Un nuevo estudio alerta de que bajo las aguas del Pacífico un peligro crece y amenaza a los Estados Unidos de América. Donde las placas tectónicas de Juan de Fuca y América del Norte se encuentran, los científicos han detectado que podría producirse un megaterremoto de gran magnitud que podría desencadenar un megatsunami con olas de hasta 300 metros de altura.
Las previsiones hechas por los investigadores de la Universidad de Virginia Tech y publicadas en Proceedings of the National Academy of Sciences (PNAS) señalan un escenario totalmente devastador en el cual las olas engullirían completamente la costa oeste de los Estados Unidos y casi borrarían del mapa a los estados de Washington, Oregón y el norte de California.
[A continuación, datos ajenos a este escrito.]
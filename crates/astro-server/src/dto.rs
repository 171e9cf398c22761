use chrono::{DateTime, NaiveDate, Utc};
use serde::{Deserialize, Serialize};

use astro_core::astronomer::{AstronomerDetails, ObservedBody};
use astro_core::body::{BodyType, CelestialBodyDetails, SpectralClass};
use astro_core::observation::ObservationDetails;
use astro_core::query::{AstronomerFilter, BodyFilter, ObservationFilter};
use astro_core::user::User;
use astro_core::validation::FieldError;
use astro_core::{Page, Sort, ValidationErrors};

// ---------------------------------------------------------------------------
// Celestial bodies
// ---------------------------------------------------------------------------

#[derive(Debug, Serialize, utoipa::ToSchema)]
pub struct CelestialBodyResponse {
    pub id: i64,
    pub name: String,
    #[serde(rename = "type")]
    pub body_type: BodyType,
    pub description: Option<String>,
    pub mass: Option<f64>,
    pub radius: Option<f64>,
    pub temperature: Option<f64>,
    pub distance_from_earth: Option<f64>,
    pub spectral_class: Option<SpectralClass>,
    pub absolute_magnitude: Option<f64>,
    pub apparent_magnitude: Option<f64>,
    pub right_ascension: Option<f64>,
    pub declination: Option<f64>,
    pub parent_id: Option<i64>,
    pub parent_name: Option<String>,
    #[serde(skip_serializing_if = "Option::is_none")]
    pub children_count: Option<i64>,
    #[serde(skip_serializing_if = "Option::is_none")]
    pub observation_count: Option<i64>,
    pub created_at: DateTime<Utc>,
    pub updated_at: DateTime<Utc>,
}

impl From<CelestialBodyDetails> for CelestialBodyResponse {
    fn from(details: CelestialBodyDetails) -> Self {
        let body = details.body;
        Self {
            id: body.id,
            name: body.name,
            body_type: body.body_type,
            description: body.description,
            mass: body.mass,
            radius: body.radius,
            temperature: body.temperature,
            distance_from_earth: body.distance_from_earth,
            spectral_class: body.spectral_class,
            absolute_magnitude: body.absolute_magnitude,
            apparent_magnitude: body.apparent_magnitude,
            right_ascension: body.right_ascension,
            declination: body.declination,
            parent_id: body.parent_id,
            parent_name: details.parent_name,
            children_count: details.children_count,
            observation_count: details.observation_count,
            created_at: body.created_at,
            updated_at: body.updated_at,
        }
    }
}

/// `GET /celestial-bodies` query string.
#[derive(Debug, Default, Deserialize, utoipa::IntoParams)]
pub struct BodyListQuery {
    /// Records to skip (>= 0)
    pub skip: Option<i64>,
    /// Page size (1-100, default 10)
    pub limit: Option<i64>,
    /// Case-insensitive substring of the name
    pub search: Option<String>,
    #[serde(rename = "type")]
    pub body_type: Option<BodyType>,
    pub min_distance: Option<f64>,
    pub max_distance: Option<f64>,
}

impl BodyListQuery {
    pub fn into_parts(self) -> Result<(BodyFilter, Page), ValidationErrors> {
        let filter = BodyFilter {
            name: self.search,
            body_type: self.body_type,
            min_distance: self.min_distance,
            max_distance: self.max_distance,
            ..Default::default()
        };
        let ((), page) = both(filter.validate(), Page::new(self.skip, self.limit))?;
        Ok((filter, page))
    }
}

/// `GET /celestial-bodies/search/advanced` query string.
#[derive(Debug, Default, Deserialize, utoipa::IntoParams)]
pub struct BodySearchQuery {
    pub skip: Option<i64>,
    pub limit: Option<i64>,
    /// Case-insensitive substring of the name
    pub name: Option<String>,
    #[serde(rename = "type")]
    pub body_type: Option<BodyType>,
    pub min_distance: Option<f64>,
    pub max_distance: Option<f64>,
    /// Lower bound on apparent magnitude
    pub min_magnitude: Option<f64>,
    /// Upper bound on apparent magnitude
    pub max_magnitude: Option<f64>,
    pub spectral_class: Option<SpectralClass>,
    /// Only bodies with (true) or without (false) observations
    pub has_observations: Option<bool>,
    /// Column to sort by; unknown columns are ignored
    pub sort_by: Option<String>,
    /// `asc` (default) or `desc`
    pub sort_order: Option<String>,
}

impl BodySearchQuery {
    pub fn into_parts(self) -> Result<(BodyFilter, Option<Sort>, Page), ValidationErrors> {
        let filter = BodyFilter {
            name: self.name,
            body_type: self.body_type,
            min_distance: self.min_distance,
            max_distance: self.max_distance,
            min_magnitude: self.min_magnitude,
            max_magnitude: self.max_magnitude,
            spectral_class: self.spectral_class,
            has_observations: self.has_observations,
        };
        let ((sort, ()), page) = both(
            both(
                Sort::parse(self.sort_by, self.sort_order.as_deref()),
                filter.validate(),
            ),
            Page::new(self.skip, self.limit),
        )?;
        Ok((filter, sort, page))
    }
}

// ---------------------------------------------------------------------------
// Astronomers
// ---------------------------------------------------------------------------

#[derive(Debug, Serialize, utoipa::ToSchema)]
pub struct AstronomerResponse {
    pub id: i64,
    pub first_name: String,
    pub last_name: String,
    pub patronymic: Option<String>,
    /// "First Last (Patronymic)"
    pub full_name: String,
    pub birth_date: Option<NaiveDate>,
    pub death_date: Option<NaiveDate>,
    pub nationality: Option<String>,
    pub biography: Option<String>,
    pub achievements: Option<String>,
    pub notable_discoveries: Option<String>,
    pub academic_degree: Option<String>,
    pub institution: Option<String>,
    pub is_active: bool,
    #[serde(skip_serializing_if = "Option::is_none")]
    pub observation_count: Option<i64>,
    #[serde(skip_serializing_if = "Option::is_none")]
    pub observed_bodies_count: Option<i64>,
    #[serde(skip_serializing_if = "Option::is_none")]
    pub observed_bodies: Option<Vec<ObservedBody>>,
    pub created_at: DateTime<Utc>,
    pub updated_at: DateTime<Utc>,
}

impl From<AstronomerDetails> for AstronomerResponse {
    fn from(details: AstronomerDetails) -> Self {
        let full_name = details.astronomer.full_name();
        let a = details.astronomer;
        Self {
            id: a.id,
            first_name: a.first_name,
            last_name: a.last_name,
            patronymic: a.patronymic,
            full_name,
            birth_date: a.birth_date,
            death_date: a.death_date,
            nationality: a.nationality,
            biography: a.biography,
            achievements: a.achievements,
            notable_discoveries: a.notable_discoveries,
            academic_degree: a.academic_degree,
            institution: a.institution,
            is_active: a.is_active,
            observation_count: details.observation_count,
            observed_bodies_count: details.observed_bodies_count,
            observed_bodies: details.observed_bodies,
            created_at: a.created_at,
            updated_at: a.updated_at,
        }
    }
}

#[derive(Debug, Default, Deserialize, utoipa::IntoParams)]
pub struct AstronomerListQuery {
    pub skip: Option<i64>,
    pub limit: Option<i64>,
    /// Substring of the first or last name
    pub search: Option<String>,
    pub nationality: Option<String>,
    /// Substring of the institution
    pub institution: Option<String>,
    pub is_active: Option<bool>,
    pub has_observations: Option<bool>,
    pub sort_by: Option<String>,
    pub sort_order: Option<String>,
}

impl AstronomerListQuery {
    pub fn into_parts(self) -> Result<(AstronomerFilter, Option<Sort>, Page), ValidationErrors> {
        let filter = AstronomerFilter {
            name: self.search,
            nationality: self.nationality,
            institution: self.institution,
            is_active: self.is_active,
            has_observations: self.has_observations,
        };
        let (sort, page) = both(
            Sort::parse(self.sort_by, self.sort_order.as_deref()),
            Page::new(self.skip, self.limit),
        )?;
        Ok((filter, sort, page))
    }
}

#[derive(Debug, Default, Deserialize, utoipa::IntoParams)]
pub struct PageQuery {
    pub skip: Option<i64>,
    pub limit: Option<i64>,
}

impl PageQuery {
    pub fn page(&self) -> Result<Page, ValidationErrors> {
        Page::new(self.skip, self.limit)
    }
}

// ---------------------------------------------------------------------------
// Observations
// ---------------------------------------------------------------------------

#[derive(Debug, Serialize, utoipa::ToSchema)]
pub struct ObservationResponse {
    pub id: i64,
    pub astronomer_id: i64,
    pub celestial_body_id: i64,
    pub observation_date: DateTime<Utc>,
    pub location: Option<String>,
    pub equipment: Option<String>,
    pub duration_hours: Option<f64>,
    pub weather_conditions: Option<String>,
    pub notes: Option<String>,
    pub data_collected: Option<String>,
    #[serde(skip_serializing_if = "Option::is_none")]
    pub astronomer_name: Option<String>,
    #[serde(skip_serializing_if = "Option::is_none")]
    pub celestial_body_name: Option<String>,
    pub created_at: DateTime<Utc>,
    pub updated_at: DateTime<Utc>,
}

impl From<ObservationDetails> for ObservationResponse {
    fn from(details: ObservationDetails) -> Self {
        let o = details.observation;
        Self {
            id: o.id,
            astronomer_id: o.astronomer_id,
            celestial_body_id: o.celestial_body_id,
            observation_date: o.observation_date,
            location: o.location,
            equipment: o.equipment,
            duration_hours: o.duration_hours,
            weather_conditions: o.weather_conditions,
            notes: o.notes,
            data_collected: o.data_collected,
            astronomer_name: details.astronomer_name,
            celestial_body_name: details.celestial_body_name,
            created_at: o.created_at,
            updated_at: o.updated_at,
        }
    }
}

#[derive(Debug, Default, Deserialize, utoipa::IntoParams)]
pub struct ObservationListQuery {
    pub skip: Option<i64>,
    pub limit: Option<i64>,
    pub astronomer_id: Option<i64>,
    pub celestial_body_id: Option<i64>,
    /// Inclusive lower bound (RFC 3339)
    pub start_date: Option<DateTime<Utc>>,
    /// Inclusive upper bound (RFC 3339)
    pub end_date: Option<DateTime<Utc>>,
}

impl ObservationListQuery {
    pub fn into_parts(self) -> Result<(ObservationFilter, Page), ValidationErrors> {
        let page = Page::new(self.skip, self.limit)?;
        let filter = ObservationFilter {
            astronomer_id: self.astronomer_id,
            celestial_body_id: self.celestial_body_id,
            start_date: self.start_date,
            end_date: self.end_date,
        };
        Ok((filter, page))
    }
}

// ---------------------------------------------------------------------------
// Auth
// ---------------------------------------------------------------------------

/// Public view of an account; never carries the password hash.
#[derive(Debug, Serialize, utoipa::ToSchema)]
pub struct UserResponse {
    pub id: i64,
    pub username: String,
    pub email: String,
    pub full_name: Option<String>,
    pub bio: Option<String>,
    pub is_active: bool,
    pub is_superuser: bool,
    pub last_login: Option<DateTime<Utc>>,
    pub created_at: DateTime<Utc>,
    pub updated_at: DateTime<Utc>,
}

impl From<User> for UserResponse {
    fn from(user: User) -> Self {
        Self {
            id: user.id,
            username: user.username,
            email: user.email,
            full_name: user.full_name,
            bio: user.bio,
            is_active: user.is_active,
            is_superuser: user.is_superuser,
            last_login: user.last_login,
            created_at: user.created_at,
            updated_at: user.updated_at,
        }
    }
}

#[derive(Debug, Serialize, utoipa::ToSchema)]
pub struct TokenResponse {
    pub access_token: String,
    /// Always `bearer`
    pub token_type: &'static str,
    /// Lifetime in seconds
    pub expires_in: i64,
}

// ---------------------------------------------------------------------------
// System
// ---------------------------------------------------------------------------

#[derive(Debug, Serialize, utoipa::ToSchema)]
pub struct HealthResponse {
    pub status: &'static str,
    pub database: &'static str,
}

#[derive(Debug, Serialize, utoipa::ToSchema)]
pub struct RootResponse {
    pub name: &'static str,
    pub version: &'static str,
    pub docs: &'static str,
    pub openapi: &'static str,
}

/// Body of every error response.
#[derive(Debug, Serialize, utoipa::ToSchema)]
pub struct ErrorResponse {
    /// Machine-readable kind, e.g. `not_found`
    pub error: String,
    pub detail: String,
    /// Per-field problems, present for validation errors only
    #[serde(skip_serializing_if = "Option::is_none")]
    pub errors: Option<Vec<FieldError>>,
}

/// Runs both checks and reports the problems of each, not just the first.
fn both<A, B>(
    a: Result<A, ValidationErrors>,
    b: Result<B, ValidationErrors>,
) -> Result<(A, B), ValidationErrors> {
    match (a, b) {
        (Ok(a), Ok(b)) => Ok((a, b)),
        (a, b) => {
            let mut errors = ValidationErrors::default();
            if let Err(e) = a {
                errors.merge(e);
            }
            if let Err(e) = b {
                errors.merge(e);
            }
            Err(errors)
        }
    }
}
Los equipos de investigación señalan que las capas de sedimentos marinos analizadas muestran evidencia de al menos 19 eventos similares en los últimos 10,000 años y que el último habría sucedido en el año 1700, cuando las olas llegaron hasta Japón, y advierten que sería provocado por un megaterremoto de 9.0 en la escala de Richter. A pesar de esto, los investigadores no pueden predecir con exactitud cuándo ocurrirá esta catástrofe y piden que las administraciones se preparen, ya que no importará cuándo pase el desastre, sino cuán preparado esté el país.

Una amenaza a gran escala
Este megatsunami no solo tendría una implicación directa a escala local en cuanto al impacto de este fenómeno catastrófico, sino que también tendría un impacto drástico en el funcionamiento de los Estados Unidos, ya que el megatsunami provocaría graves daños en las principales ciudades portuarias y potencias económicas tanto de comercio como en cuanto a hub de oficinas del Oeste americano, un hecho que acabaría provocando que se cambiaran las rutas comerciales, las economías regionales y desestabilizarían la economía.